> **WHAT YOU SHOULD DO**: Here are the records. Write out exactly the lines between the one holding "Distinct non-null, non-blank" and the one holding "from request handlers.", inclusive.

> **RECORDS SUPPLIED**:
>>
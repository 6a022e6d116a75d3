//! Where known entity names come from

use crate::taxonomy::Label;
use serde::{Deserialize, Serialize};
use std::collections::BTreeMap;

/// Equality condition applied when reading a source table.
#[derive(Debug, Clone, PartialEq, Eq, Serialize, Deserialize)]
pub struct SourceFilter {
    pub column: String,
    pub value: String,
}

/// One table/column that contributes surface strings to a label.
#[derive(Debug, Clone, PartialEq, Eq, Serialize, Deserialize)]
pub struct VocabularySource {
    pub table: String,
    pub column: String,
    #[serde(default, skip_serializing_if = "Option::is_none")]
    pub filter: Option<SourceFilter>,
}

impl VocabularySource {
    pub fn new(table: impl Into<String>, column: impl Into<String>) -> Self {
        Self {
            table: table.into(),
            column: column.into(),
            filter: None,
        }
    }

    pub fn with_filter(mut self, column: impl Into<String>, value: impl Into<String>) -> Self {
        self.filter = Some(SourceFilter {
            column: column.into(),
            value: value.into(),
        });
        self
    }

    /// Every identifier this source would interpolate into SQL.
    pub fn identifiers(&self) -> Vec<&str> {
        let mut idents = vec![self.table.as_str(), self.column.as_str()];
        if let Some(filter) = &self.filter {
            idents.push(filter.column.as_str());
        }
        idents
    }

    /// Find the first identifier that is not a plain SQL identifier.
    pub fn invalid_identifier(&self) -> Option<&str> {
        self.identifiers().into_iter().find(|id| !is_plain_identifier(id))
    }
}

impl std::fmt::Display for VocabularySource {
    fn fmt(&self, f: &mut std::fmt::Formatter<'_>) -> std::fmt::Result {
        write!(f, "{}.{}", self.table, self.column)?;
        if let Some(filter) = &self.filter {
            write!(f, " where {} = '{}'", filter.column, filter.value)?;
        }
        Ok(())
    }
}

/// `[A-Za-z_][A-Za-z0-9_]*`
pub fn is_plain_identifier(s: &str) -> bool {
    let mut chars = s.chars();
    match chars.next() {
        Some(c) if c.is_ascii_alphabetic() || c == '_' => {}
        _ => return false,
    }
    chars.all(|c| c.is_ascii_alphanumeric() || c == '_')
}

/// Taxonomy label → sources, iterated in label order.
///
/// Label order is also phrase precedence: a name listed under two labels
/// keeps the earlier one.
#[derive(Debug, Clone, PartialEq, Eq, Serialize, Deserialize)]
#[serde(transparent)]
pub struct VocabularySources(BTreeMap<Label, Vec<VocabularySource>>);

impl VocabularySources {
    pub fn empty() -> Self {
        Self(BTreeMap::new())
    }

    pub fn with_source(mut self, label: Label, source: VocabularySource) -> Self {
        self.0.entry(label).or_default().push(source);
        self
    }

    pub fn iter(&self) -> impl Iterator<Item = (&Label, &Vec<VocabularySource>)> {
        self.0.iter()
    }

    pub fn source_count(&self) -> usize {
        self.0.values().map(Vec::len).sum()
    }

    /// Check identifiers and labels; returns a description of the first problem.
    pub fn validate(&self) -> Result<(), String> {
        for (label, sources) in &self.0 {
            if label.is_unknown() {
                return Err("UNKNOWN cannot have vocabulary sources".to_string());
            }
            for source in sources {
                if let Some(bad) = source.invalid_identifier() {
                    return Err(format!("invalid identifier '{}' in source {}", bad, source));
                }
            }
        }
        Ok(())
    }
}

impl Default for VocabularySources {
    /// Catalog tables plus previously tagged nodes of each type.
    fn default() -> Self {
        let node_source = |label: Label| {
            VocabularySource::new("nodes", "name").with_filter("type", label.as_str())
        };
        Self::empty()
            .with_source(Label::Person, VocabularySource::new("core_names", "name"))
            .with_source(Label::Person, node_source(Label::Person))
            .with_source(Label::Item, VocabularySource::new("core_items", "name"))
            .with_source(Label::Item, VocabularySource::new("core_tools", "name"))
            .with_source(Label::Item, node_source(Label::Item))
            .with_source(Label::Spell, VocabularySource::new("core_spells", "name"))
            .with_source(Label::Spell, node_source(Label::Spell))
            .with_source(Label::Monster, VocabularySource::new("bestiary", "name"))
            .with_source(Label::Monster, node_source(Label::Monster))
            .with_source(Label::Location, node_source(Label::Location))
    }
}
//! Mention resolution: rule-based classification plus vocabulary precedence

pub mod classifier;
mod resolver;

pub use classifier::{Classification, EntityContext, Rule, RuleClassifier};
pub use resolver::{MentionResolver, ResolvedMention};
<<
>>
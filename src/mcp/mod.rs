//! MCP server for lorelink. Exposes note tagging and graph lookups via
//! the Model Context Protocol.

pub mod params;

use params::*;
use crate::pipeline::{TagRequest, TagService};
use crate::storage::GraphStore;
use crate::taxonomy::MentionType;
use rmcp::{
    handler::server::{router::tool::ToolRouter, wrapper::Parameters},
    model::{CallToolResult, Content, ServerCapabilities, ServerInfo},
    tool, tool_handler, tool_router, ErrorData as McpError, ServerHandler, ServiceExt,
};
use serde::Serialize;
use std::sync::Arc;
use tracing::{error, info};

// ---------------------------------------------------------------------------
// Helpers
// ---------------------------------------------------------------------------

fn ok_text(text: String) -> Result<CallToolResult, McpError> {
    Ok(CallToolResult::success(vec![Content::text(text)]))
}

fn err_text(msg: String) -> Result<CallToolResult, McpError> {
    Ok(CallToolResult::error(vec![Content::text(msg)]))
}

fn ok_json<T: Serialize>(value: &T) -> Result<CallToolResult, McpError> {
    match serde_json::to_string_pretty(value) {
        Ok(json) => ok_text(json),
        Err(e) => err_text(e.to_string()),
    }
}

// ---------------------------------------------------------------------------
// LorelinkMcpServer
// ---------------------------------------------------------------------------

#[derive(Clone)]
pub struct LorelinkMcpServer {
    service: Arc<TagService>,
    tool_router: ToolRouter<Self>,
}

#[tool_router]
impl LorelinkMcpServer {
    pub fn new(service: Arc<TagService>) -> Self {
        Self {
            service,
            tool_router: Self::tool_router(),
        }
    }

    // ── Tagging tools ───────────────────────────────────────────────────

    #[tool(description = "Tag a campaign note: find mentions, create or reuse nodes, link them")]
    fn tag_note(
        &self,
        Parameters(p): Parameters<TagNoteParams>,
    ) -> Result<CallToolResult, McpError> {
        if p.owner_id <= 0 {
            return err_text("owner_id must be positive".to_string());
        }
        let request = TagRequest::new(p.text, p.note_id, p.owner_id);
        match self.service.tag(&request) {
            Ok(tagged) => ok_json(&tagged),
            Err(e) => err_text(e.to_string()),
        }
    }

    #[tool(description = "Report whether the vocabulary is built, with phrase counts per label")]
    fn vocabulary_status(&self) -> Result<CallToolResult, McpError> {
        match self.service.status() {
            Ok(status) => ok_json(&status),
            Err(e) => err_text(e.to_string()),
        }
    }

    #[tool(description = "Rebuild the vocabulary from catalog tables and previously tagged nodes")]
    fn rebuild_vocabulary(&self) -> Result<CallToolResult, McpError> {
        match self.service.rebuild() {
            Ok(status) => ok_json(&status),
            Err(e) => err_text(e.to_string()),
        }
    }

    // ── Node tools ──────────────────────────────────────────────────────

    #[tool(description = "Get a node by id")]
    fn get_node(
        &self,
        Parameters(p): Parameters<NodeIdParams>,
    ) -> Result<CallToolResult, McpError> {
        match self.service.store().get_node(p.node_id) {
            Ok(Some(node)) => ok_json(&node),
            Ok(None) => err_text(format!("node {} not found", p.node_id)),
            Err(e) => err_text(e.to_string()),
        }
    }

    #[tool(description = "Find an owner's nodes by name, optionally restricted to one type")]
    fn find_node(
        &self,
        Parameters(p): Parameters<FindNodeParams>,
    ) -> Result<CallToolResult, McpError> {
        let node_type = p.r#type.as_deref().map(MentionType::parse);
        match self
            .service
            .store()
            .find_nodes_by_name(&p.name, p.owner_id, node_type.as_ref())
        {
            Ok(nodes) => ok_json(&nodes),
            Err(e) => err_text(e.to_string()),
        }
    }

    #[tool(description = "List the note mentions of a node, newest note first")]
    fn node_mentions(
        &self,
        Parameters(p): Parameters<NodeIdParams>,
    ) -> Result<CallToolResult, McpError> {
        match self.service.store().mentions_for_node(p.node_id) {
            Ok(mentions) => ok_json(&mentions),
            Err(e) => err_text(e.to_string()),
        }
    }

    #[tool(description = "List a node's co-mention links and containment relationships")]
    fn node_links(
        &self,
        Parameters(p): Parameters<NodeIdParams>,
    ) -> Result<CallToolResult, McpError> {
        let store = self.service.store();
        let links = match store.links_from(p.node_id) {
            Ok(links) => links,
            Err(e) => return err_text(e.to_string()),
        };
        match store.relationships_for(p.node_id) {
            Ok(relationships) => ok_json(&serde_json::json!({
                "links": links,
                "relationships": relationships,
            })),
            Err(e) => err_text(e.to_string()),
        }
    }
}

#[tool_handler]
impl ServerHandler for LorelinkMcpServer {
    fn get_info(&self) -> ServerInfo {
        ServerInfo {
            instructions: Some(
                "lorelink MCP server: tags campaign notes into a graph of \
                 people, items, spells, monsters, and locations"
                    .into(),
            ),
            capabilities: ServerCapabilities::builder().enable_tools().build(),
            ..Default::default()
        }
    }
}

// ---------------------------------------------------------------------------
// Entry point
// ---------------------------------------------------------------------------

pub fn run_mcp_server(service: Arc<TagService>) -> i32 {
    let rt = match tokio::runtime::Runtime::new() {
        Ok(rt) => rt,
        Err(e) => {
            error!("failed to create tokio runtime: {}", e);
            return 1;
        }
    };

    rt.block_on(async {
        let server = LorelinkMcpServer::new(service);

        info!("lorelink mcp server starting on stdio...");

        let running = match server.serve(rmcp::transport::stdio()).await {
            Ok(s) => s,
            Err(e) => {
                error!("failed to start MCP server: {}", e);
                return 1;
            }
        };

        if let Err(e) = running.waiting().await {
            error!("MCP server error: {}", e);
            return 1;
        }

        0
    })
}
<<
>>
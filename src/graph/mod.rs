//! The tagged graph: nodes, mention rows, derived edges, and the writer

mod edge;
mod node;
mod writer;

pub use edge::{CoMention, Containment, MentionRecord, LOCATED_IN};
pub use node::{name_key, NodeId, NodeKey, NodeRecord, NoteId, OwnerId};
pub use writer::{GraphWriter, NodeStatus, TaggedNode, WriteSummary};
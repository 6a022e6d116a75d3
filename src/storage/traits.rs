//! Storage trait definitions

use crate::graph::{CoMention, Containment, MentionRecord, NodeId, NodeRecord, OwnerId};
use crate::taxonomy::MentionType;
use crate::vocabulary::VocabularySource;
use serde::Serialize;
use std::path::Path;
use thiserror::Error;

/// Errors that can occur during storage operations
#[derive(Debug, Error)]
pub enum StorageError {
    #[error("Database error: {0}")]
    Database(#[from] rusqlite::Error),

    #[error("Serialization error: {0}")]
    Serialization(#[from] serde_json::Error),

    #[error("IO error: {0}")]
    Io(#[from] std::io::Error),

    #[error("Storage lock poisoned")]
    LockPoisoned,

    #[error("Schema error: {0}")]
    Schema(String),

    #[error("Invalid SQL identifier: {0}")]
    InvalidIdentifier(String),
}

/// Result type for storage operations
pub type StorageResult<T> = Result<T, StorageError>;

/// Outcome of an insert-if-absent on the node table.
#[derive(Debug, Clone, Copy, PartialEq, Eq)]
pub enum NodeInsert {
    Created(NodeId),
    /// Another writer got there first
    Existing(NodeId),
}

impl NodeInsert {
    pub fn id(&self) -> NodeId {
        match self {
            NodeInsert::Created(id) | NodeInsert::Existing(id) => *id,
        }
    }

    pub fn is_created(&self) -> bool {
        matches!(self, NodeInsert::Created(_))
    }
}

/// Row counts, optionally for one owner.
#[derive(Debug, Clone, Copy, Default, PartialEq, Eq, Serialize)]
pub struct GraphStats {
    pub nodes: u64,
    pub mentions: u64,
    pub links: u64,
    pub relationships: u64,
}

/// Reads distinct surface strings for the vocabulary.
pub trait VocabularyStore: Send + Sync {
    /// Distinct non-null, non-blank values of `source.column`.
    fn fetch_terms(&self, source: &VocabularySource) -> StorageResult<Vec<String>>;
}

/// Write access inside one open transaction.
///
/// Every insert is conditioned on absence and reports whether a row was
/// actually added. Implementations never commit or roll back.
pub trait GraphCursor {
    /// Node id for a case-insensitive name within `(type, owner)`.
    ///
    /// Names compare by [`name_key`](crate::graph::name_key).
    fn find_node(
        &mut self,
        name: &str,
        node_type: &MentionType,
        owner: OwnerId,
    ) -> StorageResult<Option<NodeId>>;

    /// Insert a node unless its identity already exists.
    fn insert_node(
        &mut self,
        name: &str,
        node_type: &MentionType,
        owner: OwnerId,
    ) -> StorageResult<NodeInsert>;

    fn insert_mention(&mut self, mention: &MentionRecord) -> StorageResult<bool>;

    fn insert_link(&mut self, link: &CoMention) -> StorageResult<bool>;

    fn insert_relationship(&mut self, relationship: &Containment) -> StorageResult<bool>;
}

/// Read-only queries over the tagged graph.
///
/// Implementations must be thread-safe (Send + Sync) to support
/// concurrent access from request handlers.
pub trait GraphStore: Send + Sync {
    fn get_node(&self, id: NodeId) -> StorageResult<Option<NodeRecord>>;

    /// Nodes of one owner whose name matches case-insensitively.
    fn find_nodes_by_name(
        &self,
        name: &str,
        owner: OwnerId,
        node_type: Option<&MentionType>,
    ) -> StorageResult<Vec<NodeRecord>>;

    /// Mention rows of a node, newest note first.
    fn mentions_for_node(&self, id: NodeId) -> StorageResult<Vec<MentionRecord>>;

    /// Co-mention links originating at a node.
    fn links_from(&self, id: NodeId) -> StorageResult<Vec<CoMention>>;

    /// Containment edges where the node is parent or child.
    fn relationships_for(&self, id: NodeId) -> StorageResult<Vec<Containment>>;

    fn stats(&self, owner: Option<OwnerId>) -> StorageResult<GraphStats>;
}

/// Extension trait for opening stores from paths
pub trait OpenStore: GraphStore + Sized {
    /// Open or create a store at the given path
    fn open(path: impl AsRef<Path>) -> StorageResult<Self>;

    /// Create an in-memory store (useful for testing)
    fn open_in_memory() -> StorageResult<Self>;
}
<<
> **ANSWER SECTION**:
    /// Distinct non-null, non-blank values of `source.column`.
    fn fetch_terms(&self, source: &VocabularySource) -> StorageResult<Vec<String>>;
}

/// Write access inside one open transaction.
///
/// Every insert is conditioned on absence and reports whether a row was
/// actually added. Implementations never commit or roll back.
pub trait GraphCursor {
    /// Node id for a case-insensitive name within `(type, owner)`.
    ///
    /// Names compare by [`name_key`](crate::graph::name_key).
    fn find_node(
        &mut self,
        name: &str,
        node_type: &MentionType,
        owner: OwnerId,
    ) -> StorageResult<Option<NodeId>>;

    /// Insert a node unless its identity already exists.
    fn insert_node(
        &mut self,
        name: &str,
        node_type: &MentionType,
        owner: OwnerId,
    ) -> StorageResult<NodeInsert>;

    fn insert_mention(&mut self, mention: &MentionRecord) -> StorageResult<bool>;

    fn insert_link(&mut self, link: &CoMention) -> StorageResult<bool>;

    fn insert_relationship(&mut self, relationship: &Containment) -> StorageResult<bool>;
}

/// Read-only queries over the tagged graph.
///
/// Implementations must be thread-safe (Send + Sync) to support
/// concurrent access from request handlers.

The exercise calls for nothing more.